Exogenous EETs prevent Aβ-induced depolarization of mitochondrial membrane potential.
Since blockade of endogenous EET production aggravated Aβ-induced mitochondrial membrane potential depolarization, we investigated whether supplementation of exogenous EETs could reverse this effect of Aβ on mitochondrial membrane potential. Astrocytes were incubated with 1 or 10 μM 11,12- or 14,15-EET 12 h before incubation of the cells with Aβ (1 μM). To ensure that we observed the effect of exogenous EETs only, MS-PPOH (40 μM) was added to block endogenous EET production 30 min before addition of EETs.
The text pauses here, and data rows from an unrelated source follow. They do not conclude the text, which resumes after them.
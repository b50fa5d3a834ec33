//! Application services: run orchestration, persistence, insights and the
//! progress stream client.

pub mod insights;
pub mod persistence;
pub mod pipeline_runner;
pub mod progress;
pub mod stream_client;

pub use insights::{aggregate, InsightsAccumulator, InsightsService};
pub use persistence::ResilientPersistence;
pub use pipeline_runner::{CompletedRun, PipelineError, PipelineRunner, RunnerConfig};
pub use progress::{stage_progress, ProgressSink, ProgressTracker};
pub use stream_client::{
    ClientRunState, ProgressFrameParser, ReqwestConnector, RunOutcome, StreamClient, StreamClientError,
    StreamConnector, StreamRetryPolicy,
};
Preincubation with 10 μM 14,15-EET completely prevented the loss of membrane potential in the presence of Aβ with a relative fluorescence intensity of 102.3 ± 10.2% compared with that of vehicle (n = 5, P < 0.005 vs. Aβ alone). 11,12-EET (10 μM) preincubation (Fig. 2, A–D) showed similar results (97.6 ± 8.8% of the control, n = 6 independent experiments, P < 0.005 vs. Aβ alone), establishing the effectiveness of EETs in sustaining mitochondrial membrane potential by counteracting the effects of Aβ. Lower doses of both EETs (1 μM) elicited similar results as the 10-μM groups (Fig. 2G). EETs alone had no effect on mitochondrial membrane potential (Fig. 2H).
Aβ causes fragmentation in astrocytic mitochondria, which is exacerbated by preincubation with MS-PPOH.
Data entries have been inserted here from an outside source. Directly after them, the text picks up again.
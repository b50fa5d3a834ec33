//! Implementation of the `docaudit init` command.

use anyhow::{Context, Result};
use clap::Args;
use std::path::PathBuf;
use tokio::fs;

use super::open_database;
use crate::cli::output::{output, CommandOutput};
use crate::domain::models::Config;

/// Arguments for `docaudit init`.
#[derive(Args, Debug)]
pub struct InitArgs {
    /// Overwrite an existing config file
    #[arg(long, short)]
    pub force: bool,
}

/// Result of `docaudit init`.
#[derive(Debug, serde::Serialize)]
pub struct InitOutput {
    pub success: bool,
    pub message: String,
    pub config_path: PathBuf,
    pub config_written: bool,
    pub database_path: String,
}

impl CommandOutput for InitOutput {
    fn to_human(&self) -> String {
        let mut lines = vec![self.message.clone()];
        if self.config_written {
            lines.push(format!("Wrote default configuration to {}", self.config_path.display()));
        }
        lines.push(format!("Database ready at {}", self.database_path));
        lines.join("\n")
    }
}

/// Write the project config and create the database.
pub async fn execute(args: InitArgs, config: &Config, json_mode: bool) -> Result<()> {
    let config_path = PathBuf::from(crate::infrastructure::config::PROJECT_CONFIG_PATH);
    if let Some(dir) = config_path.parent() {
        fs::create_dir_all(dir)
            .await
            .with_context(|| format!("Failed to create {}", dir.display()))?;
    }

    let config_written = if args.force || !config_path.exists() {
        let yaml = serde_yaml::to_string(config).context("Failed to render configuration")?;
        fs::write(&config_path, yaml)
            .await
            .with_context(|| format!("Failed to write {}", config_path.display()))?;
        true
    } else {
        false
    };

    let pool = open_database(config).await?;
    pool.close().await;

    output(
        &InitOutput {
            success: true,
            message: "Project initialized successfully.".to_string(),
            config_path,
            config_written,
            database_path: config.database.path.clone(),
        },
        json_mode,
    );
    Ok(())
}
//! Domain models for the audit system.

pub mod analysis;
pub mod config;
pub mod document;
pub mod insights;
pub mod progress;
pub mod report;
pub mod stage;

pub use analysis::{AnalysisCommit, AnalysisRecord, BiasInstance, CommitOutcome, RecordShape};
pub use config::{
    Config, DatabaseConfig, InsightsConfig, LoggingConfig, PipelineConfig, SchemaConfig,
    ServerConfig, StreamRetryConfig,
};
pub use document::{content_hash, Document, DocumentStatus};
pub use insights::{
    ComplianceRow, EmptyInsights, FactFunnel, InsightsPayload, InsightsResponse, NamedCount,
    RadarAxes, ScoreBucket, SwotSummary, VoteTally, WeekPoint,
};
pub use progress::{NoiseResult, ProgressUpdate, StepStatus};
pub use report::{
    fallback_overall_score, AuditReport, BiasFinding, CognitiveDiversity, Compliance,
    ExtendedSections, FactCheck, FactVerification, Fallacy, InstitutionalMemory, LogicalAnalysis,
    NoiseStats, PastDecision, PreMortem, RegulationAssessment, ReportError, Sentiment, Severity,
    Simulation, Swot, TwinVote,
};
pub use stage::{
    stage_label, DocumentStructure, GraphState, RiskAssessment, StageEvent, StageInput,
    StageOutput, StandardStage,
};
Aβ-induced mitochondrial fragmentation in neurons is well documented (54), as well as its effect on mitochondrial function. Although mitochondrial depolarization and metabolic failure have been reported after Aβ exposure in astrocytes (1, 2), no definitive effect on mitochondrial morphology is known. We observed for the first time that a 24-h Aβ incubation (1 μM, n = 27 cells) causes significant fragmentation in the mitochondria of astrocytes compared with vehicle (Fig. 3, A and C, n = 37, P < 0.001), Mitochondrial fragmentation was also observed when astrocytes were incubated for a 3-h period with a range of lower concentrations (1–100 nM) of Aβ oligomers (data not shown).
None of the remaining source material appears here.